mod common;

use axum::http::{Method, StatusCode};
use common::{register, send, test_app};
use serde_json::json;

#[tokio::test]
async fn homework_lifecycle() {
    let app = test_app().await;
    let token = register(&app, "alice").await;

    let (status, body) = send(
        &app,
        Method::POST,
        "/api/v1/homeworks/create/",
        Some(&token),
        Some(json!({ "title": "Essay", "due_date": "2024-05-01", "subject_name": "english" })),
    )
    .await;
    assert_eq!(status, StatusCode::CREATED, "create failed: {body}");
    assert_eq!(body["data"]["subject"], "English");
    assert_eq!(body["data"]["is_completed"], false);
    assert_eq!(body["data"]["due_date"], "2024-05-01");
    let essay = body["data"]["id"].as_i64().unwrap();

    let (status, _) = send(
        &app,
        Method::POST,
        "/api/v1/homeworks/create/",
        Some(&token),
        Some(json!({ "title": "Worksheet", "due_date": "2024-05-02" })),
    )
    .await;
    assert_eq!(status, StatusCode::CREATED);

    let (status, body) = send(
        &app,
        Method::GET,
        "/api/v1/homeworks/manage/?due_date=2024-05-01",
        Some(&token),
        None,
    )
    .await;
    assert_eq!(status, StatusCode::OK);
    assert_eq!(body["message"], "Homeworks fetched successfully.");
    assert_eq!(body["data"].as_array().unwrap().len(), 1);

    let (status, body) = send(
        &app,
        Method::PUT,
        "/api/v1/homeworks/manage/",
        Some(&token),
        Some(json!({ "id": essay })),
    )
    .await;
    assert_eq!(status, StatusCode::OK);
    assert_eq!(body["data"]["is_completed"], true);

    let (_, body) = send(
        &app,
        Method::GET,
        "/api/v1/homeworks/manage/?is_completed=false",
        Some(&token),
        None,
    )
    .await;
    assert_eq!(body["data"][0]["title"], "Worksheet");

    let (status, body) = send(
        &app,
        Method::DELETE,
        "/api/v1/homeworks/manage/",
        Some(&token),
        Some(json!({ "id": essay })),
    )
    .await;
    assert_eq!(status, StatusCode::OK);
    assert_eq!(body["message"], "Homework deleted successfully.");
    assert_eq!(body["data"], json!({ "id": essay }));

    let (status, _) = send(
        &app,
        Method::PUT,
        "/api/v1/homeworks/manage/",
        Some(&token),
        Some(json!({ "id": essay })),
    )
    .await;
    assert_eq!(status, StatusCode::NOT_FOUND);

    let (_, body) = send(&app, Method::GET, "/api/v1/homeworks/manage/", Some(&token), None).await;
    assert_eq!(body["data"].as_array().unwrap().len(), 1);
}

#[tokio::test]
async fn homework_id_is_required() {
    let app = test_app().await;
    let token = register(&app, "alice").await;

    for method in [Method::PUT, Method::DELETE] {
        let (status, body) = send(
            &app,
            method,
            "/api/v1/homeworks/manage/",
            Some(&token),
            Some(json!({})),
        )
        .await;
        assert_eq!(status, StatusCode::BAD_REQUEST);
        assert_eq!(body["message"], "Homework ID is required.");
    }
}

#[tokio::test]
async fn homeworks_are_private() {
    let app = test_app().await;
    let alice = register(&app, "alice").await;
    let bob = register(&app, "bob").await;

    let (_, body) = send(
        &app,
        Method::POST,
        "/api/v1/homeworks/create/",
        Some(&alice),
        Some(json!({ "title": "Essay", "due_date": "2024-05-01" })),
    )
    .await;
    let essay = body["data"]["id"].as_i64().unwrap();

    let (status, _) = send(
        &app,
        Method::DELETE,
        "/api/v1/homeworks/manage/",
        Some(&bob),
        Some(json!({ "id": essay })),
    )
    .await;
    assert_eq!(status, StatusCode::NOT_FOUND);

    let (_, body) = send(&app, Method::GET, "/api/v1/homeworks/manage/", Some(&bob), None).await;
    assert_eq!(body["data"], json!([]));
}

#[tokio::test]
async fn timetable_lifecycle() {
    let app = test_app().await;
    let token = register(&app, "alice").await;

    let (status, _) = send(&app, Method::GET, "/api/v1/timetable/manage/", Some(&token), None).await;
    assert_eq!(status, StatusCode::NOT_FOUND);

    let (status, body) = send(
        &app,
        Method::POST,
        "/api/v1/timetable/create/",
        Some(&token),
        Some(json!({
            "name": "Term 1",
            "days": [
                { "id": 1, "periods": [
                    { "order": 1, "subject": "math" },
                    { "order": 2, "subject": "computer science" },
                ] },
                { "id": 3, "periods": [{ "order": 1, "subject": "Art" }] },
            ],
        })),
    )
    .await;
    assert_eq!(status, StatusCode::CREATED, "create failed: {body}");
    assert_eq!(body["data"]["name"], "Term 1");
    assert_eq!(body["data"]["days"][0]["name"], "Monday");
    assert_eq!(body["data"]["days"][0]["periods"][1]["subject"], "Computer Science");

    let (status, body) = send(
        &app,
        Method::PUT,
        "/api/v1/timetable/manage/",
        Some(&token),
        Some(json!({
            "name": "Term 2",
            "days": [{ "id": 1, "periods": [{ "order": 1, "subject": "physics" }] }],
        })),
    )
    .await;
    assert_eq!(status, StatusCode::OK);
    assert_eq!(body["data"]["name"], "Term 2");
    assert_eq!(body["data"]["days"][0]["periods"][0]["subject"], "Physics");
    assert_eq!(body["data"]["days"][0]["periods"].as_array().unwrap().len(), 2);

    let (status, body) = send(&app, Method::GET, "/api/v1/timetable/manage/", Some(&token), None).await;
    assert_eq!(status, StatusCode::OK);
    assert_eq!(body["data"]["days"].as_array().unwrap().len(), 2);

    let (status, body) =
        send(&app, Method::DELETE, "/api/v1/timetable/manage/", Some(&token), None).await;
    assert_eq!(status, StatusCode::NO_CONTENT);
    assert!(body.is_null());

    let (status, _) = send(&app, Method::GET, "/api/v1/timetable/manage/", Some(&token), None).await;
    assert_eq!(status, StatusCode::NOT_FOUND);
}

#[tokio::test]
async fn timetable_rejects_unknown_day() {
    let app = test_app().await;
    let token = register(&app, "alice").await;

    let (status, body) = send(
        &app,
        Method::POST,
        "/api/v1/timetable/create/",
        Some(&token),
        Some(json!({
            "name": "Term 1",
            "days": [
                { "id": 1, "periods": [{ "order": 1, "subject": "Math" }] },
                { "id": 9, "periods": [] },
            ],
        })),
    )
    .await;

    assert_eq!(status, StatusCode::BAD_REQUEST);
    assert_eq!(body["message"], "Day with id 9 does not exist");

    let (status, _) = send(&app, Method::GET, "/api/v1/timetable/manage/", Some(&token), None).await;
    assert_eq!(status, StatusCode::NOT_FOUND);
}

########################################

**PROBLEM TO SOLVE:** The expected answer is a copy of every line in the entries that holds the word "successfully".

**TASK SOLUTION:**
    assert_eq!(body["message"], "Homeworks fetched successfully.");
    assert_eq!(body["message"], "Homework deleted successfully.");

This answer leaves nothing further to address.